No salão de pé-direito alto e decoração bem urbana, com peças de madeira e tijolos aparentes, ambiente à meia-luz, ele serve receitas italianas tradicionais e revisitadas, a exemplo das massas — como o básico e gostoso fettuccine ao molho de tomate e manjericão —, das carnes muito bem assadas — caso da bisteca alla fiorentina — e dos petiscos, entre os quais as croquetas de pastrame. Tudo feito na casa, das pastas aos molhos, do pastrami à linguiça artesanal que é servida com ovo, cebola, manjericão e ovo frito de gema mole.

Mario Rosso no preparo do Negroni, o drinque carro-chefe da casa - Divulgação - Divulgação
Mario Rosso no preparo do Negroni, o drinque carro-chefe da casa
Imagem: Divulgação

E serve Negroni, em diferentes versões, ou seja, não falta a tradicional (Campari, gim e vermute tinto) mas o cliente tem a opção de escolher esse clássico coquetel tendo como base um vermute infusionado ora com café, ora com abóbora, por exemplo.

Durante a pandemia, Mario Rosso trilhou uma rota diferente daquela que foi percorrida por muitos empresários da gastronomia e dobrou a aposta na região, com a ampliação da rede de hamburguerias, que hoje tem três unidades na ZL: além da de Sapopemba, inaugurou as da Vila Prudente edo Tatuapé.

Nessas casas, o hambúrguer é sempre assado na parrilla (churrasqueira), o que propicia à carne um sabor tostado típico conferido pela brasa. Rosso diz:

Achei que a pandemia ia me quebrar, mas foi o hambúrguer que salvou meus negócios. É como diz o ditado: cavalo selado só passa uma vez"

Durante a pandemia, o restauranter investiu na Zona Leste. Agora, ruma para Pinheiros - Divulgação - Divulgação
Durante a pandemia, o restauranter investiu na Zona Leste. Agora, ruma para Pinheiros
Imagem: Divulgação

Mas... não serve Negroni nessas casas, embora tivesse tentado, no início da operação. Sem o devido retorno, desistiu.

Em 2022, porém, Mario Rosso voltou o foco para o lado oposto da cidade de São Paulo e inaugurou, no início do mês de março, a Rosso Cucina, em Pinheiros.

Num prédio de dois andares, em que a cozinha fica à direita, logo na entrada, a aposta é nas pizzas — cuja massa de longuíssima fermentação é das mais leves e saborosas da cidade —, sem esquecer das receitas servidas na Osteria.
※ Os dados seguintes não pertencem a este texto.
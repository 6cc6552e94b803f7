//! Command-line argument definitions using clap.

use clap::Parser;

/// Keep a Mastodon instance's domain blocks in sync with a JSON blocklist.
///
/// Every option can also be provided through the environment variable shown
/// next to it.
#[derive(Parser)]
#[command(name = "mastoblock")]
#[command(author, version, about, long_about = None)]
pub struct Cli {
    /// Deployment environment; `dev` enables readable debug output
    #[arg(long, env = "ENVIRONMENT", default_value = "dev")]
    pub environment: String,

    /// Log level outside of `dev` (trace, debug, info, warn, error)
    #[arg(long, env = "LOG_LEVEL", default_value = "info")]
    pub log_level: String,

    /// Time between two sync cycles (e.g. 5m, 1h30m, 90s)
    #[arg(long, env = "TASK_INTERVAL", default_value = "5m")]
    pub task_interval: String,

    /// URL of the JSON blocklist feed
    #[arg(long, env = "JSON_URL")]
    pub json_url: String,

    /// Base URL of the Mastodon instance
    #[arg(long, env = "MASTODON_BASE_URL")]
    pub mastodon_base_url: String,

    /// Access token with the admin domain-block scopes
    #[arg(long, env = "MASTODON_ACCESS_TOKEN", hide_env_values = true)]
    pub mastodon_access_token: String,

    /// Timeout for each outbound HTTP request
    #[arg(long, env = "REQUEST_TIMEOUT", default_value = "30s")]
    pub request_timeout: String,

    /// Wait one interval before the first cycle
    #[arg(long, env = "NO_RUN_AT_START")]
    pub no_run_at_start: bool,

    /// Run a single cycle and exit
    #[arg(long)]
    pub once: bool,
}
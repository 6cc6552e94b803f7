mod de;
mod domain_block;
mod feed;
mod report;
mod severity;

pub use domain_block::*;
pub use feed::*;
pub use report::*;
pub use severity::*;
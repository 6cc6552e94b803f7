use std::time::Duration;
use thiserror::Error;

/// Result type alias for mastoblock operations
pub type Result<T> = std::result::Result<T, SyncError>;

/// Errors that can occur while syncing a blocklist
#[derive(Error, Debug)]
pub enum SyncError {
    /// Authentication failed - invalid, missing or under-privileged access token
    #[error("authentication failed ({code}): {message}; check the access token and its admin scopes")]
    Unauthorized {
        /// HTTP status code (401 or 403)
        code: u16,
        /// Response body text, or the `error` field of a JSON body
        message: String,
    },

    /// API returned a non-2xx response
    #[error("API error ({code}): {message}")]
    Api {
        /// HTTP status code
        code: u16,
        /// Response body text, or the `error` field of a JSON body
        message: String,
    },

    /// HTTP request failed before a response was received
    #[error("HTTP request failed: {0}")]
    Http(String),

    /// Request timed out
    #[error("request timed out after {0:?}")]
    Timeout(Duration),

    /// JSON parsing/serialization error
    #[error("JSON error: {0}")]
    Json(#[from] serde_json::Error),

    /// Invalid URL
    #[error("invalid URL: {0}")]
    InvalidUrl(String),

    /// Configuration error
    #[error("configuration error: {0}")]
    Config(String),

    /// The blocklist feed could not be retrieved or decoded
    #[error("could not retrieve blocklist feed: {0}")]
    Feed(#[source] Box<SyncError>),

    /// The current domain blocks could not be read from the instance
    #[error("could not read current domain blocks: {0}")]
    RemoteRead(#[source] Box<SyncError>),

    /// A create/update/delete call failed; the rest of the cycle was skipped
    #[error("could not {operation} domain block for '{domain}': {source}")]
    Mutation {
        /// Operation that failed (`create`, `update` or `delete`)
        operation: &'static str,
        /// Domain the operation targeted
        domain: String,
        /// Underlying failure
        source: Box<SyncError>,
    },
}

impl SyncError {
    /// Wrap an error raised while retrieving the feed
    #[must_use]
    pub fn feed(err: Self) -> Self {
        Self::Feed(Box::new(err))
    }

    /// Wrap an error raised while listing the current domain blocks
    #[must_use]
    pub fn remote_read(err: Self) -> Self {
        Self::RemoteRead(Box::new(err))
    }

    /// Returns true if the error is due to authentication
    #[must_use]
    pub fn is_auth_error(&self) -> bool {
        match self {
            Self::Unauthorized { .. } => true,
            Self::Feed(inner) | Self::RemoteRead(inner) => inner.is_auth_error(),
            Self::Mutation { source, .. } => source.is_auth_error(),
            _ => false,
        }
    }

    /// Returns the HTTP status code if the error came from a response
    #[must_use]
    pub fn status_code(&self) -> Option<u16> {
        match self {
            Self::Unauthorized { code, .. } | Self::Api { code, .. } => Some(*code),
            Self::Feed(inner) | Self::RemoteRead(inner) => inner.status_code(),
            Self::Mutation { source, .. } => source.status_code(),
            _ => None,
        }
    }
}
Pizza à moda napolitana também são atração na nova casa - Divulgação - Divulgação
Pizza à moda napolitana também são atração na nova casa
Imagem: Divulgação

São sete sabores dos discos assados à moda napolitana, com destaque para a de mortadela com pistache, a de pancetta e a de abobrinha. Embora sejam servidas em porção individual é preciso ter apetite para vencer uma delas. Dois adultos e duas crianças satisfazem-se com três e ainda levam o que sobrou para assar no café da manhã seguinte.

A coquetelaria tem um lugar especial, com o bar instalado no piso superior, onde são preparados drinques clássicos, caso do Old Fashioned (uísque americano, xarope de açúcar, angostura, água com gás, amarena, zest de laranja, R$ 44).

Ambiente do Rosso Cucina, o novo empreendimento - Divulgação - Divulgação
Ambiente do Rosso Cucina, o novo empreendimento
Imagem: Divulgação

E serve Negroni, é claro, em quatro receitas: Rosso (R$ 29), Sbagliato (vermute 1757, espumante brut, Campari e laranja, R$ 32), Clássico (Campari, gim Bulldog, vermute 1757, perfume de laranja, R$ 39) e White (lillet, gim Bulldog, licores Cointreau e St.Germain, vermute seco, R$ 44).

E o que é melhor: das 5 da tarde às 7 da noite, de terça a sexta, quem pede um drinque ganha dois. Parafraseando o velho ditado: Deus ajuda a quem cedo... chega no bar para beber um Negroni.